La féminité selon Georges Rouault - La Gazette Drouot

Georges ROUAULT 1871-1958
Georges ROUAULT 1871-1958
AGLAË, vers 1940

Elles se nomment Aglaé et Anouchka. Elles appartiennent aux nombreux portraits féminins que Georges Rouault réalisa, des prostituées des premières années, qu’il invitait à se réchauffer dans son atelier, aux modèles aux beaux noms de baptême de la fin de sa carrière.

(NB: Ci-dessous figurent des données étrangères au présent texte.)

use std::time::Duration;

use axum::{
    async_trait,
    extract::{FromRef, FromRequestParts},
    http::{request::Parts, StatusCode},
};
use jsonwebtoken::{decode, encode, DecodingKey, EncodingKey, Header, Validation};
use serde::{Deserialize, Serialize};
use time::{Duration as TimeDuration, OffsetDateTime};
use tracing::{debug, warn};
use uuid::Uuid;

use crate::config::JwtConfig;
use crate::state::AppState;

/// Token type used to distinguish Access and Refresh JWTs.
#[derive(Debug, Serialize, Deserialize, Clone, Copy, PartialEq, Eq)]
#[serde(rename_all = "lowercase")]
pub enum TokenKind {
    #[serde(alias = "Access")]
    Access,
    #[serde(alias = "Refresh")]
    Refresh,
}

/// JWT payload carried by both token kinds.
#[derive(Debug, Serialize, Deserialize, Clone)]
pub struct Claims {
    pub sub: Uuid,       // user ID
    pub iat: usize,      // issued at
    pub exp: usize,      // expiration time
    pub iss: String,     // issuer
    pub aud: String,     // audience
    pub kind: TokenKind, // access or refresh
}

/// Holds JWT signing and verification keys with config data.
#[derive(Clone)]
pub struct JwtKeys {
    pub encoding: EncodingKey,
    pub decoding: DecodingKey,
    pub issuer: String,
    pub audience: String,
    pub access_ttl: Duration,
    pub refresh_ttl: Duration,
}

impl FromRef<AppState> for JwtKeys {
    fn from_ref(state: &AppState) -> Self {
        let JwtConfig {
            secret,
            issuer,
            audience,
            ttl_minutes,
            refresh_ttl_minutes,
        } = state.config.jwt.clone();
        Self {
            encoding: EncodingKey::from_secret(secret.as_bytes()),
            decoding: DecodingKey::from_secret(secret.as_bytes()),
            issuer,
            audience,
            access_ttl: Duration::from_secs((ttl_minutes as u64) * 60),
            refresh_ttl: Duration::from_secs((refresh_ttl_minutes as u64) * 60),
        }
    }
}

impl JwtKeys {
    fn sign_with_kind(&self, user_id: Uuid, kind: TokenKind) -> anyhow::Result<String> {
        let now = OffsetDateTime::now_utc();
        let ttl = match kind {
            TokenKind::Access => self.access_ttl,
            TokenKind::Refresh => self.refresh_ttl,
        };
        let exp = now + TimeDuration::seconds(ttl.as_secs() as i64);
        let claims = Claims {
            sub: user_id,
            iat: now.unix_timestamp() as usize,
            exp: exp.unix_timestamp() as usize,
            iss: self.issuer.clone(),
            aud: self.audience.clone(),
            kind,
        };
        let token = encode(&Header::default(), &claims, &self.encoding)?;
        debug!(user_id = %user_id, kind = ?kind, "jwt signed");
        Ok(token)
    }

    pub fn sign_access(&self, user_id: Uuid) -> anyhow::Result<String> {
        self.sign_with_kind(user_id, TokenKind::Access)
    }

    pub fn sign_refresh(&self, user_id: Uuid) -> anyhow::Result<String> {
        self.sign_with_kind(user_id, TokenKind::Refresh)
    }

    pub fn verify(&self, token: &str) -> anyhow::Result<Claims> {
        let mut validation = Validation::default();
        validation.set_audience(std::slice::from_ref(&self.audience));
        validation.set_issuer(std::slice::from_ref(&self.issuer));
        let data = decode::<Claims>(token, &self.decoding, &validation)?;
        debug!(user_id = %data.claims.sub, kind = ?data.claims.kind, "jwt verified");
        Ok(data.claims)
    }

    pub fn verify_refresh(&self, token: &str) -> anyhow::Result<Claims> {
        let claims = self.verify(token)?;
        if claims.kind != TokenKind::Refresh {
            anyhow::bail!("not a refresh token");
        }
        Ok(claims)
    }
}

/// Caller identity extracted from the Authorization header. Session context
/// enters handlers through this extractor, never through ambient state.
pub struct AuthUser(pub Uuid);

#[async_trait]
impl<S> FromRequestParts<S> for AuthUser
where
    S: Send + Sync,
    JwtKeys: FromRef<S>,
{
    type Rejection = (StatusCode, String);

    async fn from_request_parts(parts: &mut Parts, state: &S) -> Result<Self, Self::Rejection> {
        let keys = JwtKeys::from_ref(state);
        let auth_header = parts
            .headers
            .get(axum::http::header::AUTHORIZATION)
            .and_then(|v| v.to_str().ok())
            .ok_or((
                StatusCode::UNAUTHORIZED,
                "Missing Authorization header".to_string(),
            ))?;

        let token = auth_header.strip_prefix("Bearer ").ok_or((
            StatusCode::UNAUTHORIZED,
            "Invalid Authorization header".to_string(),
        ))?;

        let claims = match keys.verify(token) {
            Ok(c) => c,
            Err(_) => {
                warn!("invalid or expired token");
                return Err((
                    StatusCode::UNAUTHORIZED,
                    "Invalid or expired token".to_string(),
                ));
            }
        };

        if claims.kind != TokenKind::Access {
            return Err((
                StatusCode::UNAUTHORIZED,
                "Access token required".to_string(),
            ));
        }

        Ok(AuthUser(claims.sub))
    }
}

#[cfg(test)]
mod tests {
    use super::*;

    fn make_keys() -> JwtKeys {
        let state = AppState::fake();
        JwtKeys::from_ref(&state)
    }

    #[test]
    fn sign_and_verify_access_token() {
        let keys = make_keys();
        let user_id = Uuid::new_v4();
        let token = keys.sign_access(user_id).expect("sign access");
        let claims = keys.verify(&token).expect("verify token");
        assert_eq!(claims.sub, user_id);
        assert_eq!(claims.iss, "test-issuer");
        assert_eq!(claims.aud, "test-aud");
        assert_eq!(claims.kind, TokenKind::Access);
    }

    #[test]
    fn sign_and_verify_refresh_token() {
        let keys = make_keys();
        let user_id = Uuid::new_v4();
        let token = keys.sign_refresh(user_id).expect("sign refresh");
        let claims = keys.verify_refresh(&token).expect("verify refresh");
        assert_eq!(claims.sub, user_id);
        assert_eq!(claims.kind, TokenKind::Refresh);
    }

    #[test]
    fn verify_refresh_rejects_access_token() {
        let keys = make_keys();
        let token = keys.sign_access(Uuid::new_v4()).expect("sign access");
        let err = keys.verify_refresh(&token).unwrap_err();
        assert!(err.to_string().contains("not a refresh token"));
    }

    #[test]
    fn verify_rejects_a_foreign_audience() {
        let mut signer = make_keys();
        signer.audience = "other-aud".into();
        let token = signer.sign_access(Uuid::new_v4()).expect("sign access");
        let verifier = make_keys();
        assert!(verifier.verify(&token).is_err());
    }

    #[test]
    fn verify_rejects_a_tampered_token() {
        let keys = make_keys();
        let mut token = keys.sign_access(Uuid::new_v4()).expect("sign access");
        token.push('x');
        assert!(keys.verify(&token).is_err());
    }
}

La première nommée est ainsi rattachée à ses œuvres de maturité, celles des années 1940. Bien que l’artiste l’ait peinte durant la guerre, en période d’exil forcé – les Rouault ont abandonné l’atelier parisien de la rue Martignac pour se réfugier dans la maison de campagne de Beaumont-sur-Sarthe, puis à Golfe-Juan en juin 1940, il poursuit une création débutée une décennie auparavant, celle d’une plus grande sécurité financière et d’une vie plus sereine. Les couleurs s’épanouissent dans chacune de ses compositions, volontiers plus décoratives. Natures mortes, paysages, scènes religieuses ou nus : la beauté est désormais glorifiée, de même que la féminité. Dans ses portraits, Rouault nous livre des lignes adoucies, des visages tendres et une luminosité vibrante. Si les larges contours noirs – souvenirs des années fauves – sont encore présents, ils n’obscurcissent plus ces compositions dans lesquelles la superposition des couleurs crée les modelés et la profondeur. Installant sa toile non pas sur un chevalet, mais à plat sur une table, il travaille plus que jamais la matière dans son épaisseur et son expressivité. L’huile est alors également privilégiée par Rouault, technique plus propice à l’éclaircissement de sa palette, comme en témoigne ici la belle harmonie de bleus, contrastant avec le rouge d’une fleur portée nonchalamment à l’oreille et le jaune du vêtement. Selon les descendants du peintre, ce tableau fait partie d’un ensemble réalisé pour des tapisseries produites à Aubusson, même si aucune trace d’une création lissière d’après cette peinture n’est connue. Datée vers 1940, reproduite dans le catalogue Rouault, l’œuvre peint (vol. 3, n° OP2742), Aglaé a été exposée durant plus de cinquante années – de « Georges Rouault visionnaire » en 1971 à la galerie Beyeler de Bâle, à « Georges Rouault, peintre de l’esprit » à la villa Théo, au Lavandou, en 2023. Elle était conservée jusqu’à ce jour dans la collection de la famille de l’artiste, de même que les deux autres portraits féminins qui l’accompagneront à Cannes.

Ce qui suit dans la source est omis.